Reticolociti

Per misurare con precisione il conteggio dei reticolociti, i contatori automatici utilizzano una combinazione di eccitazione laser, rivelatori e un colorante fluorescente che contrassegna RNA e DNA (come titan yellow o polymethine). I reticolociti possono essere distinti da altre cellule circolanti perché emettono un segnale che non è né forte (come i linfociti) né debole (come i globuli rossi).

I reticolociti appaiono leggermente più blu di altri globuli rossi se osservati con la normale macchia di Romanowsky. I reticolociti sono anche relativamente grandi, una caratteristica che è descritta dal volume corpuscolare medio.

Macchia sopravitale di uno striscio di sangue umano da un paziente con anemia emolitica. I reticolociti sono le cellule con i punti blu scuro e le strutture lineari curve (reticolo) nel citoplasma.

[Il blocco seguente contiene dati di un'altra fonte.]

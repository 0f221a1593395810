//! Centrifuge JSON protocol frames.
//!
//! Commands carry an `id`; replies echo it. Pushes have no id. An empty
//! object is a server ping and is answered with an empty object.

use super::events::{ClientInfo, Publication};
use serde::{Deserialize, Serialize};
use serde_json::Value;
use std::collections::HashMap;

/// Id of the connect command, the first one on every connection.
pub(crate) const CONNECT_COMMAND_ID: u32 = 1;

/// Pong frame.
pub(crate) const PONG: &str = "{}";

/// Command sent to the server.
#[derive(Debug, Default, Serialize)]
pub(crate) struct Command {
    pub id: u32,
    #[serde(skip_serializing_if = "Option::is_none")]
    pub connect: Option<ConnectRequest>,
    #[serde(skip_serializing_if = "Option::is_none")]
    pub subscribe: Option<ChannelRequest>,
    #[serde(skip_serializing_if = "Option::is_none")]
    pub unsubscribe: Option<ChannelRequest>,
}

#[derive(Debug, Serialize)]
pub(crate) struct ConnectRequest {
    pub name: String,
    pub version: String,
}

#[derive(Debug, Serialize)]
pub(crate) struct ChannelRequest {
    pub channel: String,
}

impl Command {
    pub fn connect(id: u32, name: &str, version: &str) -> Self {
        Self {
            id,
            connect: Some(ConnectRequest {
                name: name.to_string(),
                version: version.to_string(),
            }),
            ..Default::default()
        }
    }

    pub fn subscribe(id: u32, channel: &str) -> Self {
        Self {
            id,
            subscribe: Some(ChannelRequest {
                channel: channel.to_string(),
            }),
            ..Default::default()
        }
    }

    pub fn unsubscribe(id: u32, channel: &str) -> Self {
        Self {
            id,
            unsubscribe: Some(ChannelRequest {
                channel: channel.to_string(),
            }),
            ..Default::default()
        }
    }

    pub fn to_json(&self) -> Result<String, serde_json::Error> {
        serde_json::to_string(self)
    }
}

/// Reply or push received from the server.
#[derive(Debug, Default, Deserialize)]
pub(crate) struct Reply {
    #[serde(default)]
    pub id: u32,
    #[serde(default)]
    pub error: Option<ErrorReply>,
    #[serde(default)]
    pub push: Option<Push>,
    #[serde(default)]
    pub connect: Option<ConnectResult>,
    #[serde(default)]
    pub subscribe: Option<SubscribeResult>,
    #[serde(default)]
    pub unsubscribe: Option<Value>,
}

impl Reply {
    /// An empty reply is a ping.
    pub fn is_ping(&self) -> bool {
        self.id == 0
            && self.error.is_none()
            && self.push.is_none()
            && self.connect.is_none()
            && self.subscribe.is_none()
            && self.unsubscribe.is_none()
    }
}

#[derive(Debug, Default, Deserialize)]
pub(crate) struct ErrorReply {
    #[serde(default)]
    pub code: u32,
    #[serde(default)]
    pub message: String,
}

#[derive(Debug, Default, Deserialize)]
pub(crate) struct ConnectResult {
    #[serde(default)]
    pub client: String,
    #[serde(default)]
    pub version: String,
    #[serde(default)]
    pub data: Option<Value>,
    #[serde(default)]
    pub subs: HashMap<String, SubscribeResult>,
    #[serde(default)]
    pub ping: Option<u32>,
    #[serde(default)]
    pub pong: bool,
}

#[derive(Debug, Default, Deserialize)]
pub(crate) struct SubscribeResult {
    #[serde(default)]
    pub recovered: bool,
    #[serde(default)]
    pub data: Option<Value>,
}

#[derive(Debug, Default, Deserialize)]
pub(crate) struct Push {
    #[serde(default)]
    pub channel: String,
    #[serde(rename = "pub", default)]
    pub publication: Option<Publication>,
    #[serde(default)]
    pub join: Option<Presence>,
    #[serde(default)]
    pub leave: Option<Presence>,
    #[serde(default)]
    pub sub: Option<SubscribeResult>,
    #[serde(default)]
    pub unsub: Option<UnsubscribePush>,
    #[serde(default)]
    pub message: Option<MessagePush>,
    #[serde(default)]
    pub disconnect: Option<DisconnectPush>,
}

#[derive(Debug, Default, Deserialize)]
pub(crate) struct Presence {
    #[serde(default)]
    pub info: ClientInfo,
}

#[derive(Debug, Default, Deserialize)]
pub(crate) struct UnsubscribePush {
    #[serde(default)]
    pub code: u32,
    #[serde(default)]
    pub reason: String,
}

#[derive(Debug, Default, Deserialize)]
pub(crate) struct MessagePush {
    #[serde(default)]
    pub data: Value,
}

#[derive(Debug, Default, Deserialize)]
pub(crate) struct DisconnectPush {
    #[serde(default)]
    pub code: u32,
    #[serde(default)]
    pub reason: String,
    #[serde(default)]
    pub reconnect: bool,
}

/// Non-empty lines of a text frame, one reply each.
pub(crate) fn frame_lines(text: &str) -> impl Iterator<Item = &str> + '_ {
    text.lines().map(str::trim).filter(|line| !line.is_empty())
}

/// Splits a text frame into its newline-separated replies.
pub(crate) fn parse_frame(
    text: &str,
) -> impl Iterator<Item = Result<Reply, serde_json::Error>> + '_ {
    frame_lines(text).map(serde_json::from_str::<Reply>)
}

#[cfg(test)]
mod tests {
    use super::*;

    #[test]
    fn test_connect_command_json() {
        let json = Command::connect(CONNECT_COMMAND_ID, "whatsonchain-client", "0.1.0")
            .to_json()
            .unwrap();

        assert_eq!(
            json,
            r#"{"id":1,"connect":{"name":"whatsonchain-client","version":"0.1.0"}}"#
        );
    }

    #[test]
    fn test_subscribe_and_unsubscribe_command_json() {
        assert_eq!(
            Command::subscribe(2, "blocks").to_json().unwrap(),
            r#"{"id":2,"subscribe":{"channel":"blocks"}}"#
        );
        assert_eq!(
            Command::unsubscribe(3, "blocks").to_json().unwrap(),
            r#"{"id":3,"unsubscribe":{"channel":"blocks"}}"#
        );
    }

    #[test]
    fn test_parse_connect_reply() {
        let text = r#"{"id":1,"connect":{"client":"abc","version":"5.0.0","subs":{"mempool":{}},"ping":25,"pong":true}}"#;

        let reply = parse_frame(text).next().unwrap().unwrap();
        assert_eq!(reply.id, 1);
        let connect = reply.connect.unwrap();
        assert_eq!(connect.client, "abc");
        assert!(connect.subs.contains_key("mempool"));
        assert!(connect.pong);
    }

    #[test]
    fn test_parse_error_reply() {
        let reply = parse_frame(r#"{"id":1,"error":{"code":101,"message":"unauthorized"}}"#)
            .next()
            .unwrap()
            .unwrap();

        let error = reply.error.unwrap();
        assert_eq!(error.code, 101);
        assert_eq!(error.message, "unauthorized");
    }

    #[test]
    fn test_parse_ping() {
        let reply = parse_frame("{}").next().unwrap().unwrap();
        assert!(reply.is_ping());
    }

    #[test]
    fn test_parse_publication_push() {
        let text = r#"{"push":{"channel":"mempool","pub":{"data":{"hash":"ff00"},"offset":7}}}"#;

        let reply = parse_frame(text).next().unwrap().unwrap();
        assert!(!reply.is_ping());
        let push = reply.push.unwrap();
        assert_eq!(push.channel, "mempool");
        let publication = push.publication.unwrap();
        assert_eq!(publication.offset, Some(7));
        assert_eq!(publication.data["hash"], "ff00");
    }

    #[test]
    fn test_parse_batched_frame() {
        let text = "{}\n{\"push\":{\"message\":{\"data\":\"hello\"}}}\n\n";

        let replies: Vec<_> = parse_frame(text).collect();
        assert_eq!(replies.len(), 2);
        assert!(replies[0].as_ref().unwrap().is_ping());
        let push = replies[1].as_ref().unwrap().push.as_ref().unwrap();
        assert_eq!(push.message.as_ref().unwrap().data, "hello");
    }

    #[test]
    fn test_parse_disconnect_push() {
        let text = r#"{"push":{"disconnect":{"code":3001,"reason":"shutdown","reconnect":true}}}"#;

        let push = parse_frame(text).next().unwrap().unwrap().push.unwrap();
        let disconnect = push.disconnect.unwrap();
        assert_eq!(disconnect.code, 3001);
        assert!(disconnect.reconnect);
    }

    #[test]
    fn test_parse_malformed_frame() {
        let mut replies = parse_frame("not json");
        assert!(replies.next().unwrap().is_err());
    }
}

La frazione normale di reticolociti nel sangue dipende dalla situazione clinica, ma è di solito 0,5% al 2,5% negli adulti e 2% al 6% nei neonati. Una percentuale di reticolociti superiore a “normale” può essere un segno di anemia, ma ciò dipende dalla salute del midollo osseo di una persona. Il calcolo dell’indice di produzione dei reticolociti è un passo importante per capire se il conteggio dei reticolociti è appropriato o meno alla situazione. Questa è spesso una domanda più importante se la percentuale è nel range di normalità; per esempio, se qualcuno è anemico ma ha una percentuale di reticolociti di solo 1%, il midollo osseo è probabile che non produce nuove cellule del sangue ad un tasso che correggerà l’anemia.

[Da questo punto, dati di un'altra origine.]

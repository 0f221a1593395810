//! Event handler that logs feed activity.

use std::sync::atomic::{AtomicU64, Ordering};
use tracing::{debug, info, warn};
use whatsonchain_client::{
    ConnectEvent, DisconnectEvent, ErrorEvent, MessageEvent, PublishEvent, ServerPublishEvent,
    ServerSubscribeEvent, ServerUnsubscribeEvent, SocketHandler, SubscribeErrorEvent,
    SubscribeSuccessEvent, Subscription, UnsubscribeEvent,
};

/// Logs every event and counts publications.
#[derive(Debug, Default)]
pub struct LoggingHandler {
    publications: AtomicU64,
    connected: AtomicU64,
    disconnected: AtomicU64,
}

impl LoggingHandler {
    /// Creates a new handler.
    #[must_use]
    pub fn new() -> Self {
        Self::default()
    }

    /// Publications seen so far, across all channels.
    #[must_use]
    pub fn publications(&self) -> u64 {
        self.publications.load(Ordering::Relaxed)
    }

    /// Number of accepted connections.
    #[must_use]
    pub fn connects(&self) -> u64 {
        self.connected.load(Ordering::Relaxed)
    }

    /// Number of ended sessions.
    #[must_use]
    pub fn disconnects(&self) -> u64 {
        self.disconnected.load(Ordering::Relaxed)
    }
}

impl SocketHandler for LoggingHandler {
    fn on_connect(&self, event: &ConnectEvent) {
        self.connected.fetch_add(1, Ordering::Relaxed);
        info!(client_id = %event.client_id, version = %event.version, "feed connected");
    }

    fn on_disconnect(&self, event: &DisconnectEvent) {
        self.disconnected.fetch_add(1, Ordering::Relaxed);
        info!(
            code = event.code,
            reason = %event.reason,
            reconnect = event.reconnect,
            "feed disconnected"
        );
    }

    fn on_message(&self, event: &MessageEvent) {
        debug!(data = %event.data, "message");
    }

    fn on_error(&self, event: &ErrorEvent) {
        warn!("feed error: {}", event.message);
    }

    fn on_server_publish(&self, event: &ServerPublishEvent) {
        let count = self.publications.fetch_add(1, Ordering::Relaxed) + 1;
        info!(
            channel = %event.channel,
            offset = ?event.publication.offset,
            count,
            "publication: {}",
            event.publication.data
        );
    }

    fn on_server_subscribe(&self, event: &ServerSubscribeEvent) {
        info!(channel = %event.channel, recovered = event.recovered, "subscribed by server");
    }

    fn on_server_unsubscribe(&self, event: &ServerUnsubscribeEvent) {
        info!(channel = %event.channel, "unsubscribed by server");
    }

    fn on_publish(&self, subscription: &Subscription, event: &PublishEvent) {
        let count = self.publications.fetch_add(1, Ordering::Relaxed) + 1;
        info!(
            channel = %subscription.channel(),
            offset = ?event.publication.offset,
            count,
            "publication: {}",
            event.publication.data
        );
    }

    fn on_subscribe_success(&self, subscription: &Subscription, _event: &SubscribeSuccessEvent) {
        info!(channel = %subscription.channel(), "subscribed");
    }

    fn on_subscribe_error(&self, subscription: &Subscription, event: &SubscribeErrorEvent) {
        warn!(
            channel = %subscription.channel(),
            code = event.code,
            "subscribe failed: {}",
            event.message
        );
    }

    fn on_unsubscribe(&self, subscription: &Subscription, event: &UnsubscribeEvent) {
        info!(channel = %subscription.channel(), reason = %event.reason, "unsubscribed");
    }
}
//! Error types for the bookmark model and its persistence layer.

use std::path::PathBuf;
use thiserror::Error;

/// Expected, user-facing rejections from collection operations.
///
/// These are not faults: the UI layer turns them into messages. Silent-no-op
/// operations (invalid item shapes, absent keys) never produce an error at all.
#[derive(Debug, Error)]
pub enum ModelError {
    #[error("folder name [{0}] already exists")]
    DuplicateFolderName(String),

    #[error("the folder name cannot be empty")]
    EmptyFolderName,

    #[error("cannot move [{src}] into its own descendant [{target}]")]
    CyclicMove { src: String, target: String },

    #[error("no item with key [{0}]")]
    UnknownItem(String),
}

/// Failures touching the persisted bookmark store.
#[derive(Debug, Error)]
pub enum StoreError {
    #[error("failed to read bookmark store {path}: {source}")]
    Read {
        path: PathBuf,
        #[source]
        source: std::io::Error,
    },

    #[error("failed to write bookmark store {path}: {source}")]
    Write {
        path: PathBuf,
        #[source]
        source: std::io::Error,
    },

    #[error("failed to serialize bookmark store: {0}")]
    Serialize(#[from] serde_json::Error),

    #[error("could not determine a platform data directory for the store")]
    NoDataDir,
}

/// Failures setting up or running the filesystem watcher.
#[derive(Debug, Error)]
pub enum WatchError {
    #[error("failed to create filesystem watcher: {0}")]
    Create(#[source] notify::Error),

    #[error("failed to watch {path}: {source}")]
    Watch {
        path: PathBuf,
        #[source]
        source: notify::Error,
    },

    #[error("watcher event channel disconnected")]
    Disconnected,
}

Il numero di reticolociti è un buon indicatore dell’attività del midollo osseo perché rappresenta la produzione recente e consente la determinazione della conta reticolocitaria e dell’indice di produzione reticolocitaria. Questi valori possono essere utilizzati per determinare se un problema di produzione sta contribuendo all’anemia e possono anche essere utilizzati per monitorare i progressi del trattamento per l’anemia.

Quando c’è un aumento della produzione di globuli rossi per superare la perdita cronica o grave di globuli rossi maturi, come in un’anemia emolitica, c’è spesso un numero e una percentuale marcatamente elevati di reticolociti. Un numero molto elevato di reticolociti nel sangue può essere descritto come reticolocitosi.

Un numero anormalmente basso di reticolociti può essere attribuito a chemioterapia, anemia aplastica, anemia perniciosa, neoplasie del midollo osseo, problemi di produzione di eritropoietina, varie carenze vitaminiche o minerali (ferro, vitamina B12, acido folico), stati patologici (anemia di malattia cronica) e altre cause di anemia a causa della scarsa produzione di RBC.